Suppose that $G$ is an infinite, locally finite, connected graph.
Fix a vertex $o$ in the graph and for each $n$ and $x$ let $p(n,o,x)$ be the probability that a simple random walk (at each step a neighbor is chosen uniformly at random) starting at $o$ will reach $x$ after $n$ steps.
Suppose now that one modifies the graph by adding a finite number of vertices and edges (and maybe deleting edges too but keeping the thing connected) within the ball of some radius $r$ centered at $o$.
Letting $q(n,o,x)$ be the new transition probabilities. Can one claim that there exist constants $c$ and $C$ such that $cp(n,o,x) \le q(n,o,x) \le Cp(n,o,x)$ for all $n$ large enough and all $x$ far enough away from $o$?
What information is needed to estimate $c$ and $C$ assuming they do exist?
More generally: What comparison results are known between $p$ and $q$?
I'm willing to assume that the graph $G$ is not positively recurrent (i.e. almost every random walk path returns to the ball of radius $r$ on a set of times with zero density). And also that there are no parity issues (e.g. $p(n,o,x) > 0$ for all $n$ larger than the distance between $o$ and $x$; assume that the graph has an infinite number of triangles in it if this helps).
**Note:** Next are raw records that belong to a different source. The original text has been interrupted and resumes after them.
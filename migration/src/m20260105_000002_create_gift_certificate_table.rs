use sea_orm_migration::{prelude::*, schema::*};

#[derive(DeriveMigrationName)]
pub struct Migration;

#[async_trait::async_trait]
impl MigrationTrait for Migration {
    async fn up(&self, manager: &SchemaManager) -> Result<(), DbErr> {
        manager
            .create_table(
                Table::create()
                    .table(GiftCertificate::Table)
                    .if_not_exists()
                    .col(pk_auto(GiftCertificate::Id))
                    .col(string_uniq(GiftCertificate::Name))
                    .col(text(GiftCertificate::Description))
                    .col(decimal_len(GiftCertificate::Price, 10, 2))
                    .col(integer(GiftCertificate::Duration))
                    .col(timestamp_with_time_zone(GiftCertificate::CreateDate))
                    .col(timestamp_with_time_zone(GiftCertificate::LastUpdateDate))
                    .to_owned(),
            )
            .await
    }

    async fn down(&self, manager: &SchemaManager) -> Result<(), DbErr> {
        manager
            .drop_table(Table::drop().table(GiftCertificate::Table).to_owned())
            .await
    }
}

#[derive(DeriveIden)]
pub enum GiftCertificate {
    Table,
    Id,
    Name,
    Description,
    Price,
    Duration,
    CreateDate,
    LastUpdateDate,
}
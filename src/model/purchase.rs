use chrono::{DateTime, Utc};
use serde::{Deserialize, Serialize};
use utoipa::ToSchema;

#[derive(Serialize, Deserialize, ToSchema, Clone, Debug, PartialEq)]
#[serde(rename_all = "camelCase")]
pub struct PurchaseDto {
    pub id: i32,
    pub user_id: i32,
    pub gift_certificate_id: i32,
    pub order_id: i32,
    pub start_date: DateTime<Utc>,
    pub end_date: DateTime<Utc>,
    /// `ACTIVE` or `EXPIRED`.
    pub status: String,
}
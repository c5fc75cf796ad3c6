use super::*;

/// Tests a username substring filter sorted descending.
///
/// Expected: Ok with the matching users in reverse username order
#[tokio::test]
async fn filters_by_username_substring() -> Result<(), AppError> {
    let test = TestBuilder::new()
        .with_all_tables()
        .build()
        .await
        .unwrap();
    let db = test.db.as_ref().unwrap();

    for username in ["anna", "joanna", "bob"] {
        factory::user::UserFactory::new(db)
            .username(username)
            .build()
            .await?;
    }

    let request = entity::user::Entity::parse_request(&params(&[
        ("p:username", "anna"),
        ("sort", "username"),
        ("order", "DESC"),
    ]))?;
    let page = UserRepository::new(db).search(&request).await?;

    let names: Vec<String> = page.items.into_iter().map(|u| u.username).collect();
    assert_eq!(names, vec!["joanna", "anna"]);

    Ok(())
}

/// Tests that a substring filter treats `%` literally.
///
/// Expected: Ok with only the username containing a percent sign
#[tokio::test]
async fn escapes_wildcards_in_substring_filter() -> Result<(), AppError> {
    let test = TestBuilder::new()
        .with_all_tables()
        .build()
        .await
        .unwrap();
    let db = test.db.as_ref().unwrap();

    factory::user::UserFactory::new(db)
        .username("100%club")
        .build()
        .await?;
    factory::user::UserFactory::new(db)
        .username("100club")
        .build()
        .await?;

    let request = entity::user::Entity::parse_request(&params(&[("like:username", "0%c")]))?;
    let page = UserRepository::new(db).search(&request).await?;

    assert_eq!(page.total_items, 1);
    assert_eq!(page.items[0].username, "100%club");

    Ok(())
}
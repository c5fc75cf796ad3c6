//! Gift certificate factory for creating test certificate entities.
//!
//! Also provides `link_tag` for attaching tags to certificates through the
//! `gift_certificate_tag` link table.

use crate::factory::helpers::next_id;
use chrono::{DateTime, Utc};
use rust_decimal::Decimal;
use sea_orm::{ActiveModelTrait, ActiveValue, DatabaseConnection, DbErr};

/// Factory for creating test gift certificates with customizable fields.
///
/// # Example
///
/// ```rust,ignore
/// let certificate = GiftCertificateFactory::new(&db)
///     .name("Spa day")
///     .price(Decimal::new(4999, 2))
///     .build()
///     .await?;
/// ```
pub struct GiftCertificateFactory<'a> {
    db: &'a DatabaseConnection,
    name: String,
    description: String,
    price: Decimal,
    duration: i32,
    create_date: DateTime<Utc>,
}

impl<'a> GiftCertificateFactory<'a> {
    /// Creates a new GiftCertificateFactory with default values.
    ///
    /// Defaults:
    /// - name: `"Certificate {id}"` where id is auto-incremented
    /// - description: `"Description {id}"`
    /// - price: `10.00`
    /// - duration: `30` days
    /// - create_date: now
    ///
    /// # Arguments
    /// - `db` - Database connection for inserting the entity
    ///
    /// # Returns
    /// - `GiftCertificateFactory` - New factory instance with defaults
    pub fn new(db: &'a DatabaseConnection) -> Self {
        let id = next_id();
        Self {
            db,
            name: format!("Certificate {}", id),
            description: format!("Description {}", id),
            price: Decimal::new(1000, 2),
            duration: 30,
            create_date: Utc::now(),
        }
    }

    /// Sets the unique name of the certificate.
    pub fn name(mut self, name: impl Into<String>) -> Self {
        self.name = name.into();
        self
    }

    /// Sets the description of the certificate.
    pub fn description(mut self, description: impl Into<String>) -> Self {
        self.description = description.into();
        self
    }

    /// Sets the price of the certificate.
    pub fn price(mut self, price: Decimal) -> Self {
        self.price = price;
        self
    }

    /// Sets the validity duration in days.
    pub fn duration(mut self, duration: i32) -> Self {
        self.duration = duration;
        self
    }

    /// Sets the creation timestamp; the last update timestamp is set to the same value.
    pub fn create_date(mut self, create_date: DateTime<Utc>) -> Self {
        self.create_date = create_date;
        self
    }

    /// Builds and inserts the gift certificate entity into the database.
    ///
    /// # Returns
    /// - `Ok(entity::gift_certificate::Model)` - Created certificate entity
    /// - `Err(DbErr)` - Database error during insert
    pub async fn build(self) -> Result<entity::gift_certificate::Model, DbErr> {
        entity::gift_certificate::ActiveModel {
            name: ActiveValue::Set(self.name),
            description: ActiveValue::Set(self.description),
            price: ActiveValue::Set(self.price),
            duration: ActiveValue::Set(self.duration),
            create_date: ActiveValue::Set(self.create_date),
            last_update_date: ActiveValue::Set(self.create_date),
            ..Default::default()
        }
        .insert(self.db)
        .await
    }
}

/// Creates a gift certificate with default values.
///
/// Shorthand for `GiftCertificateFactory::new(db).build().await`.
pub async fn create_gift_certificate(
    db: &DatabaseConnection,
) -> Result<entity::gift_certificate::Model, DbErr> {
    GiftCertificateFactory::new(db).build().await
}

/// Attaches a tag to a gift certificate.
///
/// # Arguments
/// - `db` - Database connection
/// - `gift_certificate_id` - ID of the certificate
/// - `tag_id` - ID of the tag
///
/// # Returns
/// - `Ok(entity::gift_certificate_tag::Model)` - Created link row
/// - `Err(DbErr)` - Database error during insert (e.g. duplicate link)
pub async fn link_tag(
    db: &DatabaseConnection,
    gift_certificate_id: i32,
    tag_id: i32,
) -> Result<entity::gift_certificate_tag::Model, DbErr> {
    entity::gift_certificate_tag::ActiveModel {
        gift_certificate_id: ActiveValue::Set(gift_certificate_id),
        tag_id: ActiveValue::Set(tag_id),
    }
    .insert(db)
    .await
}
pub use sea_orm_migration::prelude::*;

mod m20260105_000001_create_tag_table;
mod m20260105_000002_create_gift_certificate_table;
mod m20260105_000003_create_gift_certificate_tag_table;
mod m20260105_000004_create_user_table;
mod m20260106_000005_create_order_table;
mod m20260106_000006_create_order_gift_certificate_table;
mod m20260106_000007_create_purchase_table;

pub struct Migrator;

#[async_trait::async_trait]
impl MigratorTrait for Migrator {
    fn migrations() -> Vec<Box<dyn MigrationTrait>> {
        vec![
            Box::new(m20260105_000001_create_tag_table::Migration),
            Box::new(m20260105_000002_create_gift_certificate_table::Migration),
            Box::new(m20260105_000003_create_gift_certificate_tag_table::Migration),
            Box::new(m20260105_000004_create_user_table::Migration),
            Box::new(m20260106_000005_create_order_table::Migration),
            Box::new(m20260106_000006_create_order_gift_certificate_table::Migration),
            Box::new(m20260106_000007_create_purchase_table::Migration),
        ]
    }
}
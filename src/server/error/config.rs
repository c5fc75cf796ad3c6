use thiserror::Error;

#[derive(Error, Debug)]
pub enum ConfigError {
    /// Required environment variable is not set.
    ///
    /// The application requires this environment variable to be defined. Check the
    /// documentation or `.env.example` file for required configuration variables.
    #[error("Missing required environment variable: {0}")]
    MissingEnvVar(String),

    /// Environment variable is set but cannot be used.
    #[error("Invalid value for environment variable {name}: {reason}")]
    InvalidEnvVar { name: String, reason: String },
}
//! User domain models and parameters.

use rust_decimal::Decimal;

use crate::{
    model::user::{CreateUserDto, TagUsageDto, UpdateUserDto, UserDto},
    server::error::AppError,
};

/// Customer placing orders.
#[derive(Debug, Clone, PartialEq)]
pub struct User {
    pub id: i32,
    pub username: String,
}

impl User {
    /// Converts an entity model to a user domain model at the repository boundary.
    pub fn from_entity(entity: entity::user::Model) -> Self {
        Self {
            id: entity.id,
            username: entity.username,
        }
    }

    /// Converts the user domain model to a DTO for API responses.
    pub fn into_dto(self) -> UserDto {
        UserDto {
            id: self.id,
            username: self.username,
        }
    }
}

/// Tag usage across one user's orders.
#[derive(Debug, Clone, PartialEq)]
pub struct TagUsage {
    pub name: String,
    /// Number of ordered certificates carrying the tag.
    pub count: u64,
    /// Highest cost among the orders containing the tag.
    pub max_order_cost: Decimal,
}

impl TagUsage {
    pub fn into_dto(self) -> TagUsageDto {
        TagUsageDto {
            name: self.name,
            count: self.count,
            max_order_cost: self.max_order_cost,
        }
    }
}

#[derive(Debug, Clone)]
pub struct CreateUserParams {
    pub username: String,
}

impl CreateUserParams {
    /// # Returns
    /// - `Ok(CreateUserParams)` - Valid parameters with a trimmed username
    /// - `Err(AppError::BadRequest)` - Blank username
    pub fn from_dto(dto: CreateUserDto) -> Result<Self, AppError> {
        Ok(Self {
            username: validate_username(&dto.username)?,
        })
    }
}

#[derive(Debug, Clone)]
pub struct UpdateUserParams {
    pub id: i32,
    pub username: String,
}

impl UpdateUserParams {
    pub fn from_dto(id: i32, dto: UpdateUserDto) -> Result<Self, AppError> {
        Ok(Self {
            id,
            username: validate_username(&dto.username)?,
        })
    }
}

fn validate_username(username: &str) -> Result<String, AppError> {
    let username = username.trim();
    if username.is_empty() {
        return Err(AppError::BadRequest("Username must not be blank".to_string()));
    }
    Ok(username.to_string())
}
use crate::server::{
    data::{test::params, user::UserRepository, CrudRepository},
    error::AppError,
    model::user::{CreateUserParams, UpdateUserParams},
    search::Searchable,
};
use rust_decimal::Decimal;
use test_utils::{
    builder::TestBuilder,
    factory::{self, gift_certificate::GiftCertificateFactory, helpers},
};

mod create;
mod search;
mod tag_usage;
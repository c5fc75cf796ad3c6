use rust_decimal::Decimal;
use serde::{Deserialize, Serialize};
use utoipa::ToSchema;

#[derive(Serialize, Deserialize, ToSchema, Clone, Debug, PartialEq)]
pub struct UserDto {
    pub id: i32,
    pub username: String,
}

#[derive(Serialize, Deserialize, ToSchema, Clone, Debug)]
pub struct CreateUserDto {
    pub username: String,
}

#[derive(Serialize, Deserialize, ToSchema, Clone, Debug)]
pub struct UpdateUserDto {
    pub username: String,
}

/// How often a tag appears across a user's orders.
#[derive(Serialize, Deserialize, ToSchema, Clone, Debug, PartialEq)]
#[serde(rename_all = "camelCase")]
pub struct TagUsageDto {
    pub name: String,
    pub count: u64,
    /// Highest cost among the orders containing the tag.
    pub max_order_cost: Decimal,
}
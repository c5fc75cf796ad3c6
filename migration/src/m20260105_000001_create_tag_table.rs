use sea_orm_migration::{prelude::*, schema::*};

#[derive(DeriveMigrationName)]
pub struct Migration;

#[async_trait::async_trait]
impl MigrationTrait for Migration {
    async fn up(&self, manager: &SchemaManager) -> Result<(), DbErr> {
        manager
            .create_table(
                Table::create()
                    .table(Tag::Table)
                    .if_not_exists()
                    .col(pk_auto(Tag::Id))
                    .col(string_uniq(Tag::Name))
                    .to_owned(),
            )
            .await
    }

    async fn down(&self, manager: &SchemaManager) -> Result<(), DbErr> {
        manager
            .drop_table(Table::drop().table(Tag::Table).to_owned())
            .await
    }
}

#[derive(DeriveIden)]
pub enum Tag {
    Table,
    Id,
    Name,
}
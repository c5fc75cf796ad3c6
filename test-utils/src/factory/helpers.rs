//! Shared helper utilities for factory methods.
//!
//! This module provides common utilities used across all factory modules,
//! including ID generation and convenience methods for creating entities
//! with their dependencies.

use chrono::{Duration, Utc};
use rust_decimal::Decimal;
use sea_orm::{DatabaseConnection, DbErr};

use crate::factory::{order::OrderFactory, purchase::PurchaseFactory};

/// Counter for generating unique names in tests.
static COUNTER: std::sync::atomic::AtomicU64 = std::sync::atomic::AtomicU64::new(1);

/// Gets the next unique counter value for test data.
///
/// # Returns
/// - `u64` - Next unique counter value
pub fn next_id() -> u64 {
    COUNTER.fetch_add(1, std::sync::atomic::Ordering::SeqCst)
}

/// Creates an order for `user` covering `certificates`, plus one active purchase per
/// certificate.
///
/// The order cost is the sum of the certificate prices and each purchase runs from now
/// for the certificate's duration in days.
///
/// # Arguments
/// - `db` - Database connection
/// - `user` - Owner of the order
/// - `certificates` - Certificates to include in the order
///
/// # Returns
/// - `Ok((order, purchases))` - Created order and its purchases
/// - `Err(DbErr)` - Database error during creation
pub async fn create_order_with_purchases(
    db: &DatabaseConnection,
    user: &entity::user::Model,
    certificates: &[entity::gift_certificate::Model],
) -> Result<(entity::order::Model, Vec<entity::purchase::Model>), DbErr> {
    let cost = certificates
        .iter()
        .fold(Decimal::ZERO, |sum, certificate| sum + certificate.price);

    let order = OrderFactory::new(db, user.id).cost(cost).build().await?;

    let mut purchases = Vec::with_capacity(certificates.len());
    for certificate in certificates {
        crate::factory::order::link_certificate(db, order.id, certificate.id).await?;

        let purchase = PurchaseFactory::new(db, user.id, certificate.id, order.id)
            .start_date(order.purchase_date)
            .end_date(order.purchase_date + Duration::days(certificate.duration as i64))
            .build()
            .await?;
        purchases.push(purchase);
    }

    Ok((order, purchases))
}

/// Returns a timestamp `days` days in the past, useful for already-overdue purchases.
pub fn days_ago(days: i64) -> chrono::DateTime<Utc> {
    Utc::now() - Duration::days(days)
}
//! Filterable field descriptors and the per-entity field registry.
//!
//! A `FieldRegistry` is the whitelist of query keys a search endpoint accepts. Each key
//! maps to a column (possibly on a joined entity), the value type used to coerce raw
//! query values, and the operators the column supports. Registries are written out as
//! static tables in `search::registry` and never change after they are first built.

use std::{collections::HashMap, fmt, sync::Arc};

use sea_orm::{
    sea_query::{LikeExpr, Order},
    ColumnTrait, Condition, EntityTrait, QueryOrder, RelationDef, Select, Value,
};

/// Value type of a filterable field, used to coerce raw query values.
#[derive(Clone, Copy, Debug, PartialEq, Eq)]
pub enum FieldKind {
    Integer,
    String,
    Decimal,
    DateTime,
    /// Purchase status, stored as an upper-case string.
    Status,
}

impl fmt::Display for FieldKind {
    fn fmt(&self, f: &mut fmt::Formatter<'_>) -> fmt::Result {
        let name = match self {
            FieldKind::Integer => "integer",
            FieldKind::String => "string",
            FieldKind::Decimal => "decimal",
            FieldKind::DateTime => "date-time",
            FieldKind::Status => "status (ACTIVE or EXPIRED)",
        };
        f.write_str(name)
    }
}

/// Comparison operator of a single filter criterion.
#[derive(Clone, Copy, Debug, PartialEq, Eq)]
pub enum Operator {
    Eq,
    Like,
    Gt,
    Gte,
    Lt,
    Lte,
}

impl Operator {
    /// Parses the operator prefix of a query key (`gte:price`).
    ///
    /// `f` and `p` are accepted as synonyms of `eq` and `like`.
    pub fn from_prefix(prefix: &str) -> Option<Self> {
        match prefix.to_ascii_lowercase().as_str() {
            "eq" | "f" => Some(Operator::Eq),
            "like" | "p" => Some(Operator::Like),
            "gt" => Some(Operator::Gt),
            "gte" => Some(Operator::Gte),
            "lt" => Some(Operator::Lt),
            "lte" => Some(Operator::Lte),
            _ => None,
        }
    }

    /// Whether the operator orders values rather than matching them.
    pub fn is_range(self) -> bool {
        matches!(
            self,
            Operator::Gt | Operator::Gte | Operator::Lt | Operator::Lte
        )
    }

    pub fn as_str(self) -> &'static str {
        match self {
            Operator::Eq => "eq",
            Operator::Like => "like",
            Operator::Gt => "gt",
            Operator::Gte => "gte",
            Operator::Lt => "lt",
            Operator::Lte => "lte",
        }
    }
}

impl fmt::Display for Operator {
    fn fmt(&self, f: &mut fmt::Formatter<'_>) -> fmt::Result {
        f.write_str(self.as_str())
    }
}

/// A single column comparison handed to a field's column binding.
pub enum Comparison {
    Eq(Value),
    Gt(Value),
    Gte(Value),
    Lt(Value),
    Lte(Value),
    In(Vec<Value>),
    /// Substring match; the pattern is already escaped and wrapped in `%`.
    Like(String),
}

/// Named chain of relations joining the root entity to the entity that owns a column.
///
/// The name identifies the join within a request so that two fields living on the same
/// related entity share one join.
#[derive(Clone, Copy)]
pub struct JoinPath {
    pub name: &'static str,
    relations: fn() -> Vec<RelationDef>,
}

impl JoinPath {
    pub const fn new(name: &'static str, relations: fn() -> Vec<RelationDef>) -> Self {
        Self { name, relations }
    }

    /// Relations to join, in order, starting from the root entity.
    pub fn relations(&self) -> Vec<RelationDef> {
        (self.relations)()
    }
}

type CompareFn = Arc<dyn Fn(Comparison) -> Condition + Send + Sync>;
type OrderFn<E> = Arc<dyn Fn(Select<E>, Order) -> Select<E> + Send + Sync>;

/// Filterable field of a root entity `E`.
pub struct FilterField<E: EntityTrait> {
    key: &'static str,
    aliases: Vec<&'static str>,
    kind: FieldKind,
    join: Option<JoinPath>,
    range: bool,
    multi_valued: bool,
    compare: CompareFn,
    order: OrderFn<E>,
}

impl<E: EntityTrait> FilterField<E> {
    /// Creates an equality-only field bound to `column`.
    ///
    /// `column` may belong to another entity, in which case the field must also be given
    /// the `JoinPath` that reaches that entity.
    ///
    /// # Arguments
    /// - `key` - Canonical query key
    /// - `kind` - Value type used to coerce raw values
    /// - `column` - Column the key filters on
    pub fn new<C>(key: &'static str, kind: FieldKind, column: C) -> Self
    where
        C: ColumnTrait + Send + Sync + 'static,
    {
        Self {
            key,
            aliases: Vec::new(),
            kind,
            join: None,
            range: false,
            multi_valued: false,
            compare: Arc::new(move |comparison| {
                let expr = match comparison {
                    Comparison::Eq(v) => column.eq(v),
                    Comparison::Gt(v) => column.gt(v),
                    Comparison::Gte(v) => column.gte(v),
                    Comparison::Lt(v) => column.lt(v),
                    Comparison::Lte(v) => column.lte(v),
                    Comparison::In(values) => column.is_in(values),
                    Comparison::Like(pattern) => column.like(LikeExpr::new(pattern).escape('\\')),
                };
                Condition::all().add(expr)
            }),
            order: Arc::new(move |select, order| select.order_by(column, order)),
        }
    }

    /// Allows `gt`, `gte`, `lt` and `lte` on this field.
    pub fn range(mut self) -> Self {
        self.range = true;
        self
    }

    /// Collapses repeated `eq` values into a single `IN` match instead of ANDing them.
    pub fn multi_valued(mut self) -> Self {
        self.multi_valued = true;
        self
    }

    /// Marks the column as living on a related entity reached through `join`.
    pub fn join(mut self, join: JoinPath) -> Self {
        self.join = Some(join);
        self
    }

    /// Registers an additional query key for this field.
    pub fn alias(mut self, alias: &'static str) -> Self {
        self.aliases.push(alias);
        self
    }

    pub fn key(&self) -> &'static str {
        self.key
    }

    pub fn kind(&self) -> FieldKind {
        self.kind
    }

    pub fn join_path(&self) -> Option<&JoinPath> {
        self.join.as_ref()
    }

    pub fn is_range(&self) -> bool {
        self.range
    }

    pub fn is_multi_valued(&self) -> bool {
        self.multi_valued
    }

    /// Only columns of the root entity can order a page; joined columns repeat per row.
    pub fn is_sortable(&self) -> bool {
        self.join.is_none()
    }

    /// Builds the condition for `comparison` against the bound column.
    pub fn condition(&self, comparison: Comparison) -> Condition {
        (self.compare)(comparison)
    }

    /// Appends an ORDER BY on the bound column.
    pub fn order(&self, select: Select<E>, order: Order) -> Select<E> {
        (self.order)(select, order)
    }
}

/// Immutable mapping from query key to `FilterField` for one root entity.
///
/// Lookups are case-insensitive and aliases resolve to the same field.
pub struct FieldRegistry<E: EntityTrait> {
    fields: Vec<FilterField<E>>,
    index: HashMap<String, usize>,
}

impl<E: EntityTrait> Default for FieldRegistry<E> {
    fn default() -> Self {
        Self::new()
    }
}

impl<E: EntityTrait> FieldRegistry<E> {
    pub fn new() -> Self {
        Self {
            fields: Vec::new(),
            index: HashMap::new(),
        }
    }

    /// Adds a field under its key and every alias.
    ///
    /// # Panics
    /// Panics if a key or alias is already registered. Registries are static tables,
    /// so a clash is a programming error caught on first use.
    pub fn field(mut self, field: FilterField<E>) -> Self {
        let position = self.fields.len();
        for key in std::iter::once(field.key).chain(field.aliases.iter().copied()) {
            let previous = self.index.insert(key.to_lowercase(), position);
            assert!(previous.is_none(), "duplicate search key '{}'", key);
        }
        self.fields.push(field);
        self
    }

    /// Resolves a query key to its field.
    ///
    /// # Returns
    /// - `Some(&FilterField)` - Key or alias is registered
    /// - `None` - Key is unknown for this entity
    pub fn resolve(&self, key: &str) -> Option<&FilterField<E>> {
        self.index
            .get(&key.to_lowercase())
            .map(|position| &self.fields[*position])
    }
}

#[cfg(test)]
mod tests {
    use super::*;
    use entity::gift_certificate::{Column, Entity};

    fn registry() -> FieldRegistry<Entity> {
        FieldRegistry::new()
            .field(FilterField::new("name", FieldKind::String, Column::Name))
            .field(
                FilterField::new("createDate", FieldKind::DateTime, Column::CreateDate)
                    .range()
                    .alias("create"),
            )
    }

    #[test]
    fn resolves_keys_case_insensitively() {
        let registry = registry();

        assert_eq!(registry.resolve("NAME").map(|f| f.key()), Some("name"));
        assert_eq!(
            registry.resolve("createdate").map(|f| f.key()),
            Some("createDate")
        );
    }

    #[test]
    fn resolves_alias_to_canonical_field() {
        let registry = registry();

        let field = registry.resolve("create").unwrap();

        assert_eq!(field.key(), "createDate");
        assert!(field.is_range());
    }

    #[test]
    fn unknown_key_does_not_resolve() {
        assert!(registry().resolve("price").is_none());
    }

    #[test]
    #[should_panic(expected = "duplicate search key")]
    fn rejects_duplicate_keys() {
        let _ = registry().field(FilterField::new("Name", FieldKind::String, Column::Name));
    }

    #[test]
    fn parses_operator_prefixes() {
        assert_eq!(Operator::from_prefix("f"), Some(Operator::Eq));
        assert_eq!(Operator::from_prefix("P"), Some(Operator::Like));
        assert_eq!(Operator::from_prefix("gte"), Some(Operator::Gte));
        assert_eq!(Operator::from_prefix("between"), None);
        assert!(Operator::Lt.is_range());
        assert!(!Operator::Like.is_range());
    }
}
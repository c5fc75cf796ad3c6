//! User factory for creating test user entities.
//!
//! This module provides factory methods for creating user entities with sensible
//! defaults, reducing boilerplate in tests. The factory supports customization
//! through a builder pattern.

use crate::factory::helpers::next_id;
use sea_orm::{ActiveModelTrait, ActiveValue, DatabaseConnection, DbErr};

/// Factory for creating test users with customizable fields.
///
/// # Example
///
/// ```rust,ignore
/// use test_utils::factory::user::UserFactory;
///
/// let user = UserFactory::new(&db)
///     .username("alice")
///     .build()
///     .await?;
/// ```
pub struct UserFactory<'a> {
    db: &'a DatabaseConnection,
    username: String,
}

impl<'a> UserFactory<'a> {
    /// Creates a new UserFactory with default values.
    ///
    /// Defaults:
    /// - username: `"user{id}"` where id is auto-incremented
    ///
    /// # Arguments
    /// - `db` - Database connection for inserting the entity
    ///
    /// # Returns
    /// - `UserFactory` - New factory instance with defaults
    pub fn new(db: &'a DatabaseConnection) -> Self {
        Self {
            db,
            username: format!("user{}", next_id()),
        }
    }

    /// Sets the username for the user.
    ///
    /// # Arguments
    /// - `username` - Unique login name
    ///
    /// # Returns
    /// - `Self` - Factory instance for method chaining
    pub fn username(mut self, username: impl Into<String>) -> Self {
        self.username = username.into();
        self
    }

    /// Builds and inserts the user entity into the database.
    ///
    /// # Returns
    /// - `Ok(entity::user::Model)` - Created user entity
    /// - `Err(DbErr)` - Database error during insert
    pub async fn build(self) -> Result<entity::user::Model, DbErr> {
        entity::user::ActiveModel {
            username: ActiveValue::Set(self.username),
            ..Default::default()
        }
        .insert(self.db)
        .await
    }
}

/// Creates a user with default values.
///
/// Shorthand for `UserFactory::new(db).build().await`.
///
/// # Example
///
/// ```rust,ignore
/// let user = create_user(&db).await?;
/// ```
pub async fn create_user(db: &DatabaseConnection) -> Result<entity::user::Model, DbErr> {
    UserFactory::new(db).build().await
}
use thiserror::Error;

/// Errors raised while preparing a test environment.
#[derive(Error, Debug)]
pub enum TestError {
    /// Connecting to the in-memory database or creating a table failed.
    #[error(transparent)]
    Database(#[from] sea_orm::DbErr),
}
I've included the functional analysis tag because this situation can be viewed as a finite rank perturbation of a non-negative definite bounded self-adjoint operator on $L^2(G)$ (the operator which averages a function over the neighboring vertices). I know there is a lot of literature on this type of thing but I'm hoping you guys could help me get to the relevant ideas a bit faster.